Home Fries

Home Fries

(6 servings)    Printable Version
  • 4 large Russet or Yukon Gold potatoes - boiled until tender
  • 1 large yellow onion
  • 1 medium red pepper
  • 3 or 4 cloves of garlic
  • canola oil as directed
  • paprika - to taste
  • salt and pepper - to taste
Allow the cooked potatoes to cool in the refrigerator a couple hours before making this recipe. It's also important to use a large well-seasoned iron skillet.

Depending on your preference, either slice the cooled potatoes into 1/8 inch wedges or dice the potatoes into 1/4 inch chunks. Some people like to leave the skin on. Personally, I like to remove the skin before slicing.

Mince the garlic. Dice the onion and the pepper.

In your skillet over medium high heat, add enough canola oil to coat the pan 1/4 inch deep.

Carefully, add potatoes, garlic, onions and peppers to the hot oil. Season to suit your taste.

Check the home fries after 3 minutes. Once the bottom is golden brown, turn the home fries over to cook other side.

Serve warm as part of a hearty breakfast.

Recipe Note:
In a hurry? Chop the raw potatoes. Coat with olive oil. Microwave on high for 5 minutes. Freeze for 15 minutes. But be careful... frozen water on the potatoes means more splatter in the frying pan.



Every breakfast is better with some potatoes on this side. And every potato is better some peppers, onions and garlic.

Mr Breakfast would like to thank toygirl for this recipe.

Comments About This Recipe
What do you think of Home Fries?
Overall Average Rating = 4 (out of 5)
Based on 9 votes.


From Suzanne4
Rating (out of 5):  

I made as directed except I used only 2 cloves garlic (was plenty). It turned out great and I would make this again.

Comment submitted: 10/13/2013 (#16822)



Official Member: Team BreakfastFrom bluvscooking (Team Breakfast Member)
Rating (out of 5):  

That's the correct way to make them. - B

Comment submitted: 12/11/2010 (#11693)



From Shortybynature

You can also make this a pretty good breakfast scramble by adding some scrambled eggs and cooked breakfast sausage... I used a green pepper, vidalia onion, and vegetable oil instead as well and it turned out great.

Comment submitted: 7/28/2008 (#5989)



Official Member: Team BreakfastFrom Coach (Team Breakfast Member)
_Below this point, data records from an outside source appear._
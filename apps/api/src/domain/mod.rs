// Domain layer module exports
// Following Hexagonal Architecture and DDD principles
// Domain is independent of infrastructure concerns

pub mod agent;
pub mod approval;
pub mod audit;
pub mod execution;
pub mod message;
pub mod repositories;
pub mod team;
pub mod workflow;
i saute' diced green bell n' sweet vidalia in butter...on low heat... to speed the process... i have already partially boiled the potato chunks (square taters cook better)... then add them with more butter...then cover for 10 minutes... on medium heat will check once to stir..so nothing burns... set on paper towels... n' cover with P towel... do not pat dry.

Comment submitted: 7/21/2008 (#5938)



From bacon boy
Rating (out of 5):  

This recipe is totally BANANAS!!! Simple and delicious, just the way it should be. I like a little heat, so I added a skosh of cayanne.

Comment submitted: 10/17/2007 (#3779)



From W. A. Wuss

First off, canola oil is unfit for human consumption. Second - no skins? What a wuss.

Comment submitted: 9/4/2007 (#3502)



Official Member: Team BreakfastFrom sheena (Team Breakfast Member)
Rating (out of 5):  

It's better than ordering out.

Comment submitted: 8/29/2007 (#3470)



From CrazyTastebuds
Rating (out of 5):  

It was awesome. I love it... so good it make my tastebuds go carzy!

Comment submitted: 12/30/2006 (#1075)



From jack
Rating (out of 5):  

These are not "home fries". These are lyonaise potatoes. Home fries have just salt and pepper.

Comment submitted: 12/29/2006 (#1069)



From I Likes
Rating (out of 5):  

It's a lot cheaper to make it at home than hiting a diner every morning plus you make them up to your taste ;)

Comment submitted: 11/29/2006 (#841)



From Good Stuff
Rating (out of 5):  

I liked the way it tuned out.

Comment submitted: 10/31/2006 (#615)



Official Member: Team BreakfastFrom jothacker (Team Breakfast Member)
Rating (out of 5):  

I amended this recipe slightly (omitted the garlic & used a green pepper) and it was delicious. I used the quick tip too which was useful.